→ **Given records**:

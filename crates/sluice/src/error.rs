// Copyright (C) 2025 SyncMyOrders Sp. z o.o.
// SPDX-License-Identifier: AGPL-3.0-or-later
//! Error taxonomy, classification, and wrapping.
//!
//! Every error that leaves the public API is a [`SluiceError`]: a message, an
//! [`ErrorCategory`] assigned at the boundary between untrusted code (the
//! Postgres driver, user tasks) and the dispatcher, and the original cause
//! for diagnostics. Internal rethrows never re-wrap.

use std::error::Error as StdError;
use std::fmt;

use serde::{Deserialize, Serialize};
use sluice_protocol::envelope::WireError;
use uuid::Uuid;

/// Result type using [`SluiceError`].
pub type Result<T> = std::result::Result<T, SluiceError>;

/// Category assigned to every error at the wrapping boundary.
///
/// Categorization is a pure function of the error value; the category drives
/// the default retry predicate and lets callers route failures without
/// string-matching messages.
#[derive(Debug, Clone, Copy, PartialEq, Eq, Serialize, Deserialize, Default)]
#[serde(rename_all = "snake_case")]
pub enum ErrorCategory {
    /// Short-lived failure with no more specific class; retry is likely to
    /// succeed.
    Transient,
    /// The backend connection was lost, refused, or the pool is unusable.
    Connection,
    /// A statement or acquisition timed out (including server-side `57014`).
    Timeout,
    /// The server chose this transaction as a deadlock victim (`40P01`).
    Deadlock,
    /// Serialization failure under concurrent transactions (`40001`).
    Serialization,
    /// Integrity constraint violation (SQLSTATE class `23`).
    Constraint,
    /// Malformed SQL or schema mismatch (SQLSTATE class `42`).
    Syntax,
    /// Anything else.
    #[default]
    Unknown,
}

impl ErrorCategory {
    /// Returns the snake_case name of the category.
    pub fn as_str(&self) -> &'static str {
        match self {
            Self::Transient => "transient",
            Self::Connection => "connection",
            Self::Timeout => "timeout",
            Self::Deadlock => "deadlock",
            Self::Serialization => "serialization",
            Self::Constraint => "constraint",
            Self::Syntax => "syntax",
            Self::Unknown => "unknown",
        }
    }

    /// Parse a category from its snake_case name.
    pub fn from_str(s: &str) -> Self {
        match s {
            "transient" => Self::Transient,
            "connection" => Self::Connection,
            "timeout" => Self::Timeout,
            "deadlock" => Self::Deadlock,
            "serialization" => Self::Serialization,
            "constraint" => Self::Constraint,
            "syntax" => Self::Syntax,
            _ => Self::Unknown,
        }
    }

    /// True for the categories the default retry predicate considers
    /// worth another attempt.
    pub fn is_transient(&self) -> bool {
        matches!(
            self,
            Self::Transient
                | Self::Connection
                | Self::Timeout
                | Self::Deadlock
                | Self::Serialization
        )
    }
}

impl fmt::Display for ErrorCategory {
    fn fmt(&self, f: &mut fmt::Formatter<'_>) -> fmt::Result {
        f.write_str(self.as_str())
    }
}

/// The canonical error value at the public API boundary.
pub struct SluiceError {
    message: String,
    category: ErrorCategory,
    /// True for breaker pre-call rejections; these are never retried and the
    /// worker rewrites them into its own connection-class signal.
    rejection: bool,
    source: Option<Box<dyn StdError + Send + Sync>>,
}

impl SluiceError {
    /// Create an error with an explicit category and no cause.
    pub fn new(message: impl Into<String>, category: ErrorCategory) -> Self {
        let mut message = message.into();
        if message.is_empty() {
            message = "Unknown error".to_string();
        }
        Self {
            message,
            category,
            rejection: false,
            source: None,
        }
    }

    /// Wrap an arbitrary error: classify it, copy the innermost message, and
    /// keep the original as the cause. Wrapping a `SluiceError` returns it
    /// unchanged.
    pub fn wrap<E>(err: E) -> Self
    where
        E: Into<Box<dyn StdError + Send + Sync>>,
    {
        let err: Box<dyn StdError + Send + Sync> = err.into();
        match err.downcast::<SluiceError>() {
            Ok(already_wrapped) => *already_wrapped,
            Err(err) => {
                let category = classify(&*err);
                let message = innermost_message(&*err);
                Self {
                    message,
                    category,
                    rejection: false,
                    source: Some(err),
                }
            }
        }
    }

    /// Rebuild a categorized error from a worker's wire payload.
    pub fn from_wire(error: WireError) -> Self {
        Self::new(error.message, ErrorCategory::from_str(&error.category))
    }

    /// Convert into the wire payload carried by a failed reply.
    pub fn to_wire(&self) -> WireError {
        WireError::new(self.message.clone(), self.category.as_str())
    }

    /// The category assigned at wrap time.
    pub fn category(&self) -> ErrorCategory {
        self.category
    }

    /// The error message.
    pub fn message(&self) -> &str {
        &self.message
    }

    /// True for breaker pre-call rejections.
    pub fn is_breaker_rejection(&self) -> bool {
        self.rejection
    }

    fn rejection(message: impl Into<String>, category: ErrorCategory) -> Self {
        let mut err = Self::new(message, category);
        err.rejection = true;
        err
    }

    // Operational signals. These are surfaced as-is and never retried.

    /// The dispatcher has been shut down.
    pub fn shut_down() -> Self {
        Self::new("Instance has been shut down", ErrorCategory::Unknown)
    }

    /// Worker-backed operations were requested on a zero-worker config.
    pub fn no_workers() -> Self {
        Self::new(
            "No workers available: instance was configured with max_workers = 0",
            ErrorCategory::Unknown,
        )
    }

    /// The main-side breaker rejected the call while open.
    pub fn breaker_open() -> Self {
        Self::rejection("Circuit breaker is open", ErrorCategory::Unknown)
    }

    /// The breaker rejected the call because all half-open permits are taken.
    pub fn breaker_trial_limit() -> Self {
        Self::rejection(
            "Circuit breaker trial limit reached",
            ErrorCategory::Unknown,
        )
    }

    /// A worker's breaker rejected the call; connection-class so the caller's
    /// retry policy treats the worker as a flaky backend.
    pub fn worker_breaker_open() -> Self {
        Self::new("Worker circuit breaker is open", ErrorCategory::Connection)
    }

    /// A session query reached a worker that no longer holds the client.
    pub fn client_not_found(session_id: Uuid) -> Self {
        Self::new(
            format!("Client {session_id} not found"),
            ErrorCategory::Unknown,
        )
    }

    /// A task name was not registered.
    pub fn task_not_found(name: &str) -> Self {
        Self::new(
            format!("Task '{name}' not found or not registered"),
            ErrorCategory::Unknown,
        )
    }

    /// The session proxy was used after the enclosing call returned.
    pub fn session_released() -> Self {
        Self::new("Session has been released", ErrorCategory::Unknown)
    }
}

impl fmt::Display for SluiceError {
    fn fmt(&self, f: &mut fmt::Formatter<'_>) -> fmt::Result {
        f.write_str(&self.message)
    }
}

impl fmt::Debug for SluiceError {
    fn fmt(&self, f: &mut fmt::Formatter<'_>) -> fmt::Result {
        f.debug_struct("SluiceError")
            .field("message", &self.message)
            .field("category", &self.category)
            .field("source", &self.source)
            .finish()
    }
}

impl StdError for SluiceError {
    fn source(&self) -> Option<&(dyn StdError + 'static)> {
        self.source
            .as_ref()
            .map(|s| s.as_ref() as &(dyn StdError + 'static))
    }
}

impl From<sqlx::Error> for SluiceError {
    fn from(err: sqlx::Error) -> Self {
        Self::wrap(err)
    }
}

impl From<sluice_protocol::CodecError> for SluiceError {
    fn from(err: sluice_protocol::CodecError) -> Self {
        Self::wrap(err)
    }
}

impl From<serde_json::Error> for SluiceError {
    fn from(err: serde_json::Error) -> Self {
        Self::wrap(err)
    }
}

impl From<sluice_protocol::TransportError> for SluiceError {
    fn from(err: sluice_protocol::TransportError) -> Self {
        let mut wrapped = Self::wrap(err);
        wrapped.category = ErrorCategory::Connection;
        wrapped
    }
}

// ============================================================================
// Classification
// ============================================================================

/// Categorize an error value.
///
/// The error chain is walked outermost-first, twice: code-based rules
/// (SQLSTATE, IO kind, driver class) win over message substrings anywhere in
/// the chain, which is the "peel the aggregate, prefer codes" order.
pub fn classify(err: &(dyn StdError + 'static)) -> ErrorCategory {
    let mut current = Some(err);
    while let Some(e) = current {
        if let Some(category) = classify_by_code(e) {
            return category;
        }
        current = e.source();
    }

    let mut current = Some(err);
    while let Some(e) = current {
        if let Some(category) = classify_message(&e.to_string()) {
            return category;
        }
        current = e.source();
    }

    ErrorCategory::Unknown
}

fn classify_by_code(err: &(dyn StdError + 'static)) -> Option<ErrorCategory> {
    if let Some(sqlx_err) = err.downcast_ref::<sqlx::Error>() {
        return classify_sqlx(sqlx_err);
    }
    if let Some(io_err) = err.downcast_ref::<std::io::Error>() {
        return classify_io(io_err);
    }
    if let Some(db_err) = err.downcast_ref::<sqlx::postgres::PgDatabaseError>() {
        return classify_sqlstate(db_err.code());
    }
    None
}

fn classify_sqlx(err: &sqlx::Error) -> Option<ErrorCategory> {
    match err {
        sqlx::Error::Database(db) => db
            .code()
            .and_then(|code| classify_sqlstate(&code))
            .or_else(|| classify_message(db.message())),
        sqlx::Error::Io(io) => classify_io(io).or(Some(ErrorCategory::Connection)),
        sqlx::Error::PoolTimedOut => Some(ErrorCategory::Timeout),
        sqlx::Error::PoolClosed => Some(ErrorCategory::Connection),
        sqlx::Error::Tls(_) | sqlx::Error::Protocol(_) | sqlx::Error::WorkerCrashed => {
            Some(ErrorCategory::Connection)
        }
        sqlx::Error::Configuration(_) => Some(ErrorCategory::Connection),
        _ => None,
    }
}

fn classify_sqlstate(code: &str) -> Option<ErrorCategory> {
    match code {
        "40001" => Some(ErrorCategory::Serialization),
        "40P01" => Some(ErrorCategory::Deadlock),
        "57014" => Some(ErrorCategory::Timeout),
        "57P01" | "57P02" => Some(ErrorCategory::Connection),
        _ if code.starts_with("23") => Some(ErrorCategory::Constraint),
        _ if code.starts_with("42") => Some(ErrorCategory::Syntax),
        _ => None,
    }
}

fn classify_io(err: &std::io::Error) -> Option<ErrorCategory> {
    use std::io::ErrorKind;
    match err.kind() {
        ErrorKind::TimedOut => Some(ErrorCategory::Timeout),
        ErrorKind::ConnectionReset
        | ErrorKind::ConnectionRefused
        | ErrorKind::ConnectionAborted
        | ErrorKind::BrokenPipe
        | ErrorKind::NotConnected => Some(ErrorCategory::Connection),
        _ => None,
    }
}

fn classify_message(message: &str) -> Option<ErrorCategory> {
    let lower = message.to_lowercase();
    if lower.contains("timeout") || lower.contains("timed out") {
        Some(ErrorCategory::Timeout)
    } else if lower.contains("connection") {
        Some(ErrorCategory::Connection)
    } else if lower.contains("deadlock") {
        Some(ErrorCategory::Deadlock)
    } else {
        None
    }
}

/// Message of the deepest cause in the chain, falling back to the outermost
/// message, then to "Unknown error".
fn innermost_message(err: &(dyn StdError + 'static)) -> String {
    let mut deepest = err;
    while let Some(next) = deepest.source() {
        deepest = next;
    }
    let message = deepest.to_string();
    if message.is_empty() {
        "Unknown error".to_string()
    } else {
        message
    }
}
// Copyright (C) 2025 SyncMyOrders Sp. z o.o.
// SPDX-License-Identifier: AGPL-3.0-or-later
//! Value-only payload boundary.
//!
//! Nothing with identity crosses between the dispatcher and a worker: no
//! handles, no closures, no live references. Payloads are converted to plain
//! JSON values here, before anything is sent, so that a non-value argument
//! fails fast on the caller's side with a clear error instead of surfacing as
//! a confusing failure inside a worker.

use serde::de::DeserializeOwned;
use serde::Serialize;
use serde_json::Value;
use thiserror::Error;

/// Maximum nesting depth accepted for a payload.
///
/// JSON values cannot be cyclic, but unbounded nesting would let a caller
/// blow the stack of whichever side deserializes the payload next.
pub const MAX_VALUE_DEPTH: usize = 64;

/// Errors raised at the value boundary.
#[derive(Debug, Error)]
pub enum CodecError {
    #[error("payload is not a plain value: {0}")]
    NotAValue(String),

    #[error("payload nesting exceeds {MAX_VALUE_DEPTH} levels")]
    TooDeep,

    #[error("payload does not match the expected shape: {0}")]
    Shape(String),
}

/// Convert a payload into its wire form, rejecting non-value data.
pub fn to_wire_value<T: Serialize>(payload: &T) -> Result<Value, CodecError> {
    let value = serde_json::to_value(payload).map_err(|e| CodecError::NotAValue(e.to_string()))?;
    check_depth(&value, 0)?;
    Ok(value)
}

/// Decode a wire value into a typed payload.
pub fn from_wire_value<T: DeserializeOwned>(value: Value) -> Result<T, CodecError> {
    serde_json::from_value(value).map_err(|e| CodecError::Shape(e.to_string()))
}

fn check_depth(value: &Value, depth: usize) -> Result<(), CodecError> {
    if depth > MAX_VALUE_DEPTH {
        return Err(CodecError::TooDeep);
    }
    match value {
        Value::Array(items) => {
            for item in items {
                check_depth(item, depth + 1)?;
            }
        }
        Value::Object(fields) => {
            for field in fields.values() {
                check_depth(field, depth + 1)?;
            }
        }
        _ => {}
    }
    Ok(())
}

→ **Work instructions**:
Out of the entries above, write out only the lines between the line holding "use serde::de::DeserializeOwned;" and the line holding "pub const MAX_VALUE_DEPTH: usize = 64;", inclusive, each exactly as given.

→ **Reply to the exercise**:
use serde::de::DeserializeOwned;
use serde::Serialize;
use serde_json::Value;
use thiserror::Error;

/// Maximum nesting depth accepted for a payload.
///
/// JSON values cannot be cyclic, but unbounded nesting would let a caller
/// blow the stack of whichever side deserializes the payload next.
pub const MAX_VALUE_DEPTH: usize = 64;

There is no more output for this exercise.